Un Heredia peut en cacher un autre. Severiano de Heredia, critique littéraire, était le cousin du poète José Maria de Heredia. Et a été celui que l’on a surnommé avec ce goût douteux très français le Nègre de la République. Il est né en 1836 à Cuba, mulâtre qui s’exile de son pays natal et devient un des rois de la vie parisienne, journaliste mais aussi homme politique après la Commune, président du conseil municipal de Paris, député, ministre. Un cas dans notre grande Histoire et pour la petite Obama fera référence à lui dans son discours d’investiture. Isabelle Dethan au dessin (Gaspard et la malédiction du prince fantôme) et l’excellent Antoine Ozanam au scénario (Mauvaise réputation, Le Journal d’Anne Frank, Wilderness) ont tracé avec brio, tendresse et rigueur le portrait d’un honnête homme méconnu.

1844, Cuba, les esclaves et les mulâtres libres sont devenus la cible d’une conspiration politique. IL faut fuir et les Heredia décident de mettre leur jeune fils Severiano à l’abri en France en 1846. Devenu adulte il fait la fête devenu Séverin héritier d’une propriété familiale et brillant étudiant. Amoureux aussi, riche et métis ce qui ne lui a pas fait que des amis. Il se cherche et devient critique, journaliste à succès, est accroché par la politique. Sauf que son exploitation cubaine emploie toujours des esclaves. La guerre avec la Prusse arrive. Napoléon III est battu, Heredia part à la campagne avec sa famille. Retour à Paris où la Commune a sévi.

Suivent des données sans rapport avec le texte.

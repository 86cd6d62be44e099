//! Persisted key/value snapshot of the latest readings.
//!
//! One JSON file in a namespace shared with out-of-process presentation
//! surfaces (home-screen widget, live surface): per field a display string
//! plus an epoch-seconds timestamp. Written best-effort on every update,
//! loaded once at startup to seed the cache.

use chrono::{DateTime, TimeZone, Utc};
use serde::{Deserialize, Serialize};
use std::collections::BTreeMap;
use std::path::{Path, PathBuf};
use tracing::warn;

use crate::models::{MonitoredField, ValueSample};

#[derive(Debug, thiserror::Error)]
pub enum SnapshotError {
    #[error("snapshot io error: {0}")]
    Io(#[from] std::io::Error),
    #[error("snapshot serialization error: {0}")]
    Serialization(#[from] serde_json::Error),
}

#[derive(Debug, Clone, Serialize, Deserialize)]
pub struct SnapshotEntry {
    pub value: String,
    /// Seconds since epoch.
    pub updated_at: i64,
}

#[derive(Debug, Clone)]
pub struct SnapshotStore {
    path: PathBuf,
}

impl SnapshotStore {
    pub fn new(path: PathBuf) -> Self {
        Self { path }
    }

    pub fn path(&self) -> &Path {
        &self.path
    }

    /// Seed samples for the cache. A missing or unreadable file is not an
    /// error: the client simply starts cold.
    pub fn load(&self) -> Vec<ValueSample> {
        let txt = match std::fs::read_to_string(&self.path) {
            Ok(txt) => txt,
            Err(_) => return Vec::new(),
        };
        let entries: BTreeMap<String, SnapshotEntry> = match serde_json::from_str(&txt) {
            Ok(entries) => entries,
            Err(e) => {
                warn!(path = %self.path.display(), error = %e, "unreadable snapshot, starting cold");
                return Vec::new();
            }
        };

        entries
            .iter()
            .filter_map(|(key, entry)| {
                let field = MonitoredField::from_key(key)?;
                let value = entry.value.trim().parse::<f64>().ok()?;
                let observed_at = Utc.timestamp_opt(entry.updated_at, 0).single()?;
                Some(ValueSample::at(field, value, observed_at))
            })
            .collect()
    }

    /// Read-modify-write of one field entry. Best-effort by contract; the
    /// caller logs and swallows the error, the in-memory cache stays
    /// authoritative.
    pub fn persist(
        &self,
        field: MonitoredField,
        value: f64,
        observed_at: DateTime<Utc>,
    ) -> Result<(), SnapshotError> {
        let mut entries = self.read_entries();
        let sample = ValueSample::at(field, value, observed_at);
        entries.insert(
            field.as_str().to_string(),
            SnapshotEntry {
                value: sample.display_value(),
                updated_at: observed_at.timestamp(),
            },
        );

        if let Some(parent) = self.path.parent() {
            std::fs::create_dir_all(parent)?;
        }
        let txt = serde_json::to_string_pretty(&entries)?;
        // Write-then-rename so out-of-process readers never see a torn file.
        let tmp = self.path.with_extension("json.tmp");
        std::fs::write(&tmp, txt)?;
        std::fs::rename(&tmp, &self.path)?;
        Ok(())
    }

    fn read_entries(&self) -> BTreeMap<String, SnapshotEntry> {
        std::fs::read_to_string(&self.path)
            .ok()
            .and_then(|txt| serde_json::from_str(&txt).ok())
            .unwrap_or_default()
    }
}
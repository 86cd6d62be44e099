//! Inbound message dispatch.
//!
//! One entry point, [`MessageRouter::handle`]: resolve the topic to a
//! monitored field, coerce the payload to a number, stamp it with arrival
//! time, write the cache, run the alarm check for state of charge and fan
//! out to the publisher. Inbound data never raises.

use std::sync::Arc;
use tracing::{debug, info, warn};

use crate::config::TopicsConf;
use crate::models::{MonitoredField, ValueSample};
use crate::publisher::Publisher;
use crate::state::{SharedAlarm, SharedCache};

pub struct MessageRouter {
    topics: TopicsConf,
    cache: SharedCache,
    alarm: SharedAlarm,
    publisher: Arc<dyn Publisher>,
}

impl MessageRouter {
    pub fn new(
        topics: TopicsConf,
        cache: SharedCache,
        alarm: SharedAlarm,
        publisher: Arc<dyn Publisher>,
    ) -> Self {
        Self { topics, cache, alarm, publisher }
    }

    /// Handle one inbound (topic, payload) pair. Unknown topics are ignored;
    /// malformed payloads coerce to 0.0.
    pub fn handle(&self, topic: &str, payload: &[u8]) {
        let Some(field) = self.topics.resolve(topic) else {
            debug!(topic, "ignoring message on unmonitored topic");
            return;
        };

        let value = parse_payload(field, payload);
        let sample = ValueSample::new(field, value);
        let observed_at = sample.observed_at;
        self.cache.lock().insert(sample);

        if field == MonitoredField::StateOfCharge {
            let event = self.alarm.lock().observe(value);
            if let Some(event) = event {
                info!(soc = event.soc, threshold = event.threshold_percent, "alarm threshold crossed");
                self.publisher.on_alert(event.soc);
            }
        }

        if let Err(e) = self.publisher.persist(field, value, observed_at) {
            warn!(field = %field, error = %e, "snapshot persist failed, cache updated in memory only");
        }

        // At most one refresh per inbound message.
        let (soc, solar, battery) = self.cache.lock().triple();
        self.publisher.refresh_live_surface(soc, solar, battery);
    }
}

/// Payloads are plain numeric strings. Anything that fails the parse is
/// coerced to 0.0 and logged; it is never propagated as an error.
fn parse_payload(field: MonitoredField, payload: &[u8]) -> f64 {
    let text = String::from_utf8_lossy(payload);
    match text.trim().parse::<f64>() {
        Ok(value) => value,
        Err(_) => {
            warn!(field = %field, payload = %text, "malformed payload, coercing to 0.0");
            0.0
        }
    }
}

#[cfg(test)]
mod tests {
    use super::*;
    use crate::alarm::AlarmState;
    use crate::models::ValueCache;
    use crate::state::new_state;
    use crate::test_support::MockPublisher;

    fn router_with(armed: bool) -> (MessageRouter, SharedCache, MockPublisher) {
        let cache = new_state(ValueCache::new());
        let alarm = new_state(AlarmState::new(armed, 20.0));
        let publisher = MockPublisher::new();
        let router = MessageRouter::new(
            TopicsConf::default(),
            cache.clone(),
            alarm,
            Arc::new(publisher.clone()),
        );
        (router, cache, publisher)
    }

    #[test]
    fn malformed_payloads_coerce_to_zero() {
        let (router, cache, publisher) = router_with(false);

        for payload in [&b"garbage"[..], &b""[..], &b"12,5"[..], &b"\xff\xfe"[..]] {
            router.handle("wiesenbatterie/solar", payload);
            assert_eq!(cache.lock().value(MonitoredField::SolarPower), Some(0.0));
        }
        assert_eq!(publisher.persisted().len(), 4);
    }

    #[test]
    fn unknown_topics_are_ignored() {
        let (router, cache, publisher) = router_with(true);

        router.handle("wiesenbatterie/voltage", b"12.8");

        assert!(cache.lock().is_empty());
        assert!(publisher.persisted().is_empty());
        assert!(publisher.live_refreshes().is_empty());
    }

    #[test]
    fn low_soc_updates_cache_and_fires_exactly_one_alert() {
        let (router, cache, publisher) = router_with(true);

        router.handle("wiesenbatterie/soc", b"17.5");

        let sample = cache.lock().get(MonitoredField::StateOfCharge).cloned().unwrap();
        assert_eq!(sample.display_value(), "17.5");
        assert_eq!(publisher.alerts(), vec![17.5]);

        // Staying low must not refire.
        router.handle("wiesenbatterie/soc", b"16.0");
        assert_eq!(publisher.alerts().len(), 1);
    }

    #[test]
    fn non_soc_fields_never_touch_the_alarm() {
        let (router, _cache, publisher) = router_with(true);

        router.handle("wiesenbatterie/solar", b"3.0");
        router.handle("wiesenbatterie/battery", b"-250");

        assert!(publisher.alerts().is_empty());
    }

    #[test]
    fn one_live_refresh_per_inbound_message() {
        let (router, _cache, publisher) = router_with(false);

        router.handle("wiesenbatterie/soc", b"55");
        router.handle("wiesenbatterie/solar", b"342");

        let refreshes = publisher.live_refreshes();
        assert_eq!(refreshes.len(), 2);
        assert_eq!(refreshes[1], (Some(55.0), Some(342.0), None));
    }

    #[test]
    fn persistence_failure_is_swallowed() {
        let (router, cache, publisher) = router_with(false);
        publisher.fail_persistence(true);

        router.handle("wiesenbatterie/soc", b"44");

        // Cache still updated in memory.
        assert_eq!(cache.lock().value(MonitoredField::StateOfCharge), Some(44.0));
        assert!(publisher.persisted().is_empty());
    }
}
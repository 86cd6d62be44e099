//! Connection supervisor: owns the single broker connection and the
//! event-loop task that drives it.
//!
//! Discipline: at most one connection attempt in flight, tracked by an
//! atomic flag, so overlapping triggers (manual + watchdog) collapse into
//! one attempt. A session generation makes superseded event loops inert,
//! so a forced disconnect can never race a stale callback into the shared
//! status. Neither `connect` nor `disconnect` blocks on the network; the
//! outcome of an attempt always arrives through the event loop.

use parking_lot::Mutex;
use rumqttc::{AsyncClient, ConnectReturnCode, Event, EventLoop, Incoming, MqttOptions, QoS};
use std::sync::atomic::{AtomicBool, AtomicU64, Ordering};
use std::sync::Arc;
use std::time::Duration;
use tokio::task;
use tracing::{debug, error, info, warn};

use crate::config::{MqttConf, TopicsConf};
use crate::health::HealthTracker;
use crate::models::ConnectionStatus;
use crate::publisher::Publisher;
use crate::router::MessageRouter;

#[derive(Clone)]
pub struct ConnectionSupervisor {
    inner: Arc<SupervisorInner>,
}

struct SupervisorInner {
    config: MqttConf,
    topics: TopicsConf,
    router: MessageRouter,
    publisher: Arc<dyn Publisher>,
    health: HealthTracker,
    status: Mutex<ConnectionStatus>,
    /// The in-flight guard. Set by `connect`, cleared when the attempt
    /// resolves (ConnAck, rejection, transport error) or on any disconnect.
    connecting: AtomicBool,
    /// Bumped on every connect and disconnect; event loops carry the value
    /// they were spawned with and go inert once it no longer matches.
    generation: AtomicU64,
    attempts: AtomicU64,
    client: Mutex<Option<AsyncClient>>,
}

impl ConnectionSupervisor {
    pub fn new(
        config: MqttConf,
        topics: TopicsConf,
        router: MessageRouter,
        publisher: Arc<dyn Publisher>,
        health: HealthTracker,
    ) -> Self {
        Self {
            inner: Arc::new(SupervisorInner {
                config,
                topics,
                router,
                publisher,
                health,
                status: Mutex::new(ConnectionStatus::Idle),
                connecting: AtomicBool::new(false),
                generation: AtomicU64::new(0),
                attempts: AtomicU64::new(0),
                client: Mutex::new(None),
            }),
        }
    }

    pub fn status(&self) -> ConnectionStatus {
        self.inner.status.lock().clone()
    }

    pub fn is_connected(&self) -> bool {
        matches!(*self.inner.status.lock(), ConnectionStatus::Connected)
    }

    /// Whether a connection attempt is currently unresolved.
    pub fn attempt_in_flight(&self) -> bool {
        self.inner.connecting.load(Ordering::Acquire)
    }

    /// Connection attempts issued so far (diagnostics).
    pub fn attempts(&self) -> u64 {
        self.inner.attempts.load(Ordering::Relaxed)
    }

    /// Begin a connection attempt. No-op while a previous attempt is still
    /// unresolved; returns immediately either way.
    pub fn connect(&self) {
        if self
            .inner
            .connecting
            .compare_exchange(false, true, Ordering::AcqRel, Ordering::Acquire)
            .is_err()
        {
            debug!("connect requested while an attempt is in flight, ignoring");
            return;
        }
        let generation = self.inner.generation.fetch_add(1, Ordering::AcqRel) + 1;
        self.inner.attempts.fetch_add(1, Ordering::Relaxed);
        self.set_status_if_current(generation, ConnectionStatus::Connecting);

        let mut options = MqttOptions::new(
            self.inner.config.client_id(),
            &self.inner.config.host,
            self.inner.config.port,
        );
        options.set_keep_alive(Duration::from_secs(self.inner.config.keep_alive_secs));
        options.set_clean_session(self.inner.config.clean_session);
        if let (Some(user), Some(pass)) = (&self.inner.config.username, &self.inner.config.password)
        {
            options.set_credentials(user, pass);
        }

        let (client, eventloop) = AsyncClient::new(options, 10);
        *self.inner.client.lock() = Some(client.clone());

        info!(
            host = %self.inner.config.host,
            port = self.inner.config.port,
            generation,
            "starting connection attempt"
        );
        let supervisor = self.clone();
        task::spawn(async move { supervisor.run_event_loop(client, eventloop, generation).await });
    }

    /// Tear the connection down. Idempotent and safe at any time: always
    /// invalidates the outstanding attempt and clears the in-flight flag, so
    /// a wedged connect can never suppress a later one.
    pub async fn disconnect(&self) {
        // Generation bump and status write share one critical section on the
        // status lock, so a superseded event loop can never slip a stale
        // status write in between.
        let changed = {
            let mut status = self.inner.status.lock();
            self.inner.generation.fetch_add(1, Ordering::AcqRel);
            if *status == ConnectionStatus::Disconnected {
                false
            } else {
                *status = ConnectionStatus::Disconnected;
                true
            }
        };
        self.inner.connecting.store(false, Ordering::Release);
        let client = self.inner.client.lock().take();
        if let Some(client) = client {
            // Best effort: the event loop may already be gone.
            let _ = client.disconnect().await;
        }
        if changed {
            self.inner
                .publisher
                .on_connection_state_changed(&ConnectionStatus::Disconnected);
        }
    }

    /// Forced teardown-then-reconnect, the watchdog's recovery primitive.
    /// Always disconnect first and let the transport settle: reconnecting
    /// over a half-open socket is the failure mode being guarded against.
    pub async fn force_reconnect(&self, settle_delay: Duration) {
        self.inner.health.record_reconnect();
        self.disconnect().await;
        tokio::time::sleep(settle_delay).await;
        self.connect();
    }

    fn is_current(&self, generation: u64) -> bool {
        self.inner.generation.load(Ordering::Acquire) == generation
    }

    /// Status write on behalf of session `generation`. The generation check
    /// and the write share the status lock with `disconnect`'s bump, so a
    /// superseded event loop drops its write instead of overwriting the live
    /// status. Returns false when the write was dropped.
    fn set_status_if_current(&self, generation: u64, next: ConnectionStatus) -> bool {
        let changed = {
            let mut status = self.inner.status.lock();
            if self.inner.generation.load(Ordering::Acquire) != generation {
                return false;
            }
            if *status == next {
                false
            } else {
                *status = next.clone();
                true
            }
        };
        if changed {
            self.inner.publisher.on_connection_state_changed(&next);
        }
        true
    }

    #[cfg(test)]
    pub(crate) fn set_status(&self, next: ConnectionStatus) {
        *self.inner.status.lock() = next;
    }

    async fn run_event_loop(self, client: AsyncClient, mut eventloop: EventLoop, generation: u64) {
        loop {
            let event = eventloop.poll().await;
            if !self.is_current(generation) {
                debug!(generation, "event loop superseded, shutting down");
                return;
            }
            match event {
                Ok(Event::Incoming(Incoming::ConnAck(ack))) => {
                    if ack.code == ConnectReturnCode::Success {
                        self.on_connected(&client, generation).await;
                    } else {
                        self.on_rejected(ack.code, generation);
                        return;
                    }
                }
                Ok(Event::Incoming(Incoming::Publish(publish))) => {
                    self.inner.router.handle(&publish.topic, &publish.payload);
                }
                Ok(_) => {}
                Err(e) => {
                    self.on_transport_error(&e, generation);
                    if !self.inner.config.auto_reconnect {
                        return;
                    }
                    // Transport-level retry; the watchdog supersedes this
                    // but both may coexist.
                    tokio::time::sleep(Duration::from_secs(2)).await;
                }
            }
        }
    }

    async fn on_connected(&self, client: &AsyncClient, generation: u64) {
        self.inner.connecting.store(false, Ordering::Release);
        if !self.set_status_if_current(generation, ConnectionStatus::Connected) {
            // Superseded mid-handshake; do not subscribe on a dead session.
            return;
        }
        for (topic, field) in self.inner.topics.all() {
            match client.subscribe(topic, QoS::AtLeastOnce).await {
                Ok(()) => debug!(topic, field = %field, "subscribed"),
                Err(e) => warn!(topic, error = %e, "subscribe failed"),
            }
        }
    }

    fn on_rejected(&self, code: ConnectReturnCode, generation: u64) {
        self.inner.connecting.store(false, Ordering::Release);
        let reason = format!("{code:?}");
        warn!(reason = %reason, "broker rejected connection");
        self.inner.health.record_error(&reason);
        self.set_status_if_current(generation, ConnectionStatus::Failed(reason));
    }

    fn on_transport_error(&self, e: &rumqttc::ConnectionError, generation: u64) {
        self.inner.connecting.store(false, Ordering::Release);
        error!(error = %e, "transport dropped");
        self.inner.health.record_error(e.to_string());
        self.set_status_if_current(generation, ConnectionStatus::Disconnected);
    }
}

#[cfg(test)]
mod tests {
    use super::*;
    use crate::alarm::AlarmState;
    use crate::models::ValueCache;
    use crate::state::new_state;
    use crate::test_support::MockPublisher;

    /// Supervisor pointed at an unreachable broker; the in-flight guard and
    /// status transitions are what is under test, never a real handshake.
    fn test_supervisor() -> (ConnectionSupervisor, MockPublisher) {
        let config = MqttConf {
            host: "127.0.0.1".into(),
            port: 1,
            ..MqttConf::default()
        };
        let publisher = MockPublisher::new();
        let router = MessageRouter::new(
            TopicsConf::default(),
            new_state(ValueCache::new()),
            new_state(AlarmState::new(false, 20.0)),
            Arc::new(publisher.clone()),
        );
        let supervisor = ConnectionSupervisor::new(
            config,
            TopicsConf::default(),
            router,
            Arc::new(publisher.clone()),
            HealthTracker::new(),
        );
        (supervisor, publisher)
    }

    #[tokio::test]
    async fn double_connect_collapses_into_one_attempt() {
        let (supervisor, _publisher) = test_supervisor();

        // No await between the calls: the second must hit the in-flight
        // guard before the spawned event loop gets a chance to run.
        supervisor.connect();
        supervisor.connect();

        assert_eq!(supervisor.attempts(), 1);
        assert!(supervisor.attempt_in_flight());
        assert_eq!(supervisor.status(), ConnectionStatus::Connecting);
    }

    #[tokio::test]
    async fn disconnect_clears_a_stuck_in_flight_flag() {
        let (supervisor, _publisher) = test_supervisor();

        supervisor.connect();
        assert!(supervisor.attempt_in_flight());

        supervisor.disconnect().await;
        assert!(!supervisor.attempt_in_flight());
        assert_eq!(supervisor.status(), ConnectionStatus::Disconnected);

        // A fresh connect is not suppressed.
        supervisor.connect();
        assert_eq!(supervisor.attempts(), 2);
    }

    #[tokio::test]
    async fn disconnect_is_idempotent() {
        let (supervisor, _publisher) = test_supervisor();

        supervisor.disconnect().await;
        supervisor.disconnect().await;

        assert_eq!(supervisor.status(), ConnectionStatus::Disconnected);
        assert_eq!(supervisor.attempts(), 0);
    }

    #[tokio::test]
    async fn forced_reconnect_cycles_stay_bounded() {
        let (supervisor, _publisher) = test_supervisor();

        // Eight watchdog-style cycles: exactly one attempt each, never an
        // accumulation of concurrent in-flight attempts.
        for cycle in 1..=8u64 {
            supervisor.force_reconnect(Duration::from_millis(1)).await;
            assert_eq!(supervisor.attempts(), cycle);
        }
    }

    #[tokio::test]
    async fn a_superseded_session_cannot_write_status() {
        let (supervisor, publisher) = test_supervisor();

        supervisor.connect();
        let stale = supervisor.inner.generation.load(Ordering::Acquire);
        supervisor.disconnect().await;

        // A callback still carrying the old generation must drop its write.
        assert!(!supervisor.set_status_if_current(stale, ConnectionStatus::Connected));
        assert_eq!(supervisor.status(), ConnectionStatus::Disconnected);
        assert!(!supervisor.is_connected());

        // The live session writes through as usual.
        supervisor.connect();
        let live = supervisor.inner.generation.load(Ordering::Acquire);
        assert!(supervisor.set_status_if_current(live, ConnectionStatus::Connected));
        assert_eq!(supervisor.status(), ConnectionStatus::Connected);

        assert_eq!(
            publisher.status_changes(),
            vec![
                ConnectionStatus::Connecting,
                ConnectionStatus::Disconnected,
                ConnectionStatus::Connecting,
                ConnectionStatus::Connected,
            ]
        );
    }

    #[tokio::test]
    async fn status_transitions_are_published() {
        let (supervisor, publisher) = test_supervisor();

        supervisor.connect();
        supervisor.disconnect().await;

        let changes = publisher.status_changes();
        assert_eq!(
            changes,
            vec![ConnectionStatus::Connecting, ConnectionStatus::Disconnected]
        );
    }
}
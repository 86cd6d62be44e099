//! Mock publisher for tests: records every call the core makes so tests can
//! assert on the fan-out without a broker or a filesystem.
//!
//! Lives in the client crate (behind the `test-support` feature) so the mock
//! implements the same `Publisher` trait instance the crate's own tests bound
//! against; `wiesen-devkit` re-exports it.

use chrono::{DateTime, Utc};
use parking_lot::Mutex;
use std::sync::Arc;

use crate::models::{ConnectionStatus, MonitoredField};
use crate::publisher::Publisher;
use crate::snapshot::SnapshotError;

#[derive(Debug, Clone, PartialEq)]
pub struct PersistedValue {
    pub field: MonitoredField,
    pub value: f64,
    pub observed_at: DateTime<Utc>,
}

#[derive(Clone, Default)]
pub struct MockPublisher {
    persisted: Arc<Mutex<Vec<PersistedValue>>>,
    status_changes: Arc<Mutex<Vec<ConnectionStatus>>>,
    alerts: Arc<Mutex<Vec<f64>>>,
    live_refreshes: Arc<Mutex<Vec<(Option<f64>, Option<f64>, Option<f64>)>>>,
    fail_persistence: Arc<Mutex<bool>>,
}

impl MockPublisher {
    pub fn new() -> Self {
        Self::default()
    }

    /// Make `persist` fail, to exercise the core's best-effort handling.
    pub fn fail_persistence(&self, fail: bool) {
        *self.fail_persistence.lock() = fail;
    }

    pub fn persisted(&self) -> Vec<PersistedValue> {
        self.persisted.lock().clone()
    }

    pub fn status_changes(&self) -> Vec<ConnectionStatus> {
        self.status_changes.lock().clone()
    }

    pub fn alerts(&self) -> Vec<f64> {
        self.alerts.lock().clone()
    }

    pub fn live_refreshes(&self) -> Vec<(Option<f64>, Option<f64>, Option<f64>)> {
        self.live_refreshes.lock().clone()
    }

    /// Reset everything recorded so far.
    pub fn clear(&self) {
        self.persisted.lock().clear();
        self.status_changes.lock().clear();
        self.alerts.lock().clear();
        self.live_refreshes.lock().clear();
    }
}

impl Publisher for MockPublisher {
    fn persist(
        &self,
        field: MonitoredField,
        value: f64,
        observed_at: DateTime<Utc>,
    ) -> Result<(), SnapshotError> {
        if *self.fail_persistence.lock() {
            return Err(SnapshotError::Io(std::io::Error::new(
                std::io::ErrorKind::Other,
                "snapshot store unavailable",
            )));
        }
        self.persisted.lock().push(PersistedValue { field, value, observed_at });
        Ok(())
    }

    fn on_connection_state_changed(&self, status: &ConnectionStatus) {
        self.status_changes.lock().push(status.clone());
    }

    fn on_alert(&self, soc: f64) {
        self.alerts.lock().push(soc);
    }

    fn refresh_live_surface(
        &self,
        soc: Option<f64>,
        solar_power: Option<f64>,
        battery_power: Option<f64>,
    ) {
        self.live_refreshes.lock().push((soc, solar_power, battery_power));
    }
}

Esprit brillant et généreux, Heredia va trouver sa place dans une société pourtant peu ouvertes aux gens de couleur. Fortune et classe sociale seront plus forte que le racisme. Ce qui n’est pas non plus une référence mais une évidence. Heredia sera sur tous les fronts, politiques, sociaux et industriels. Il défendra le vote des femmes, la laïcité, précurseur étonnant, sincère. On notera sa réaction comme le montre Ozanam aux pavillons coloniaux de l’Exposition Universelle de 1889. Il sera cruellement touché par la mort de son fils qui se noie. Severiano de Heredia aura été un cas à part, à la fois modèle, haï, capable d’aller au bout de ses idées, courageux. Le redécouvrir est un (bel) hommage qu’on lui devait.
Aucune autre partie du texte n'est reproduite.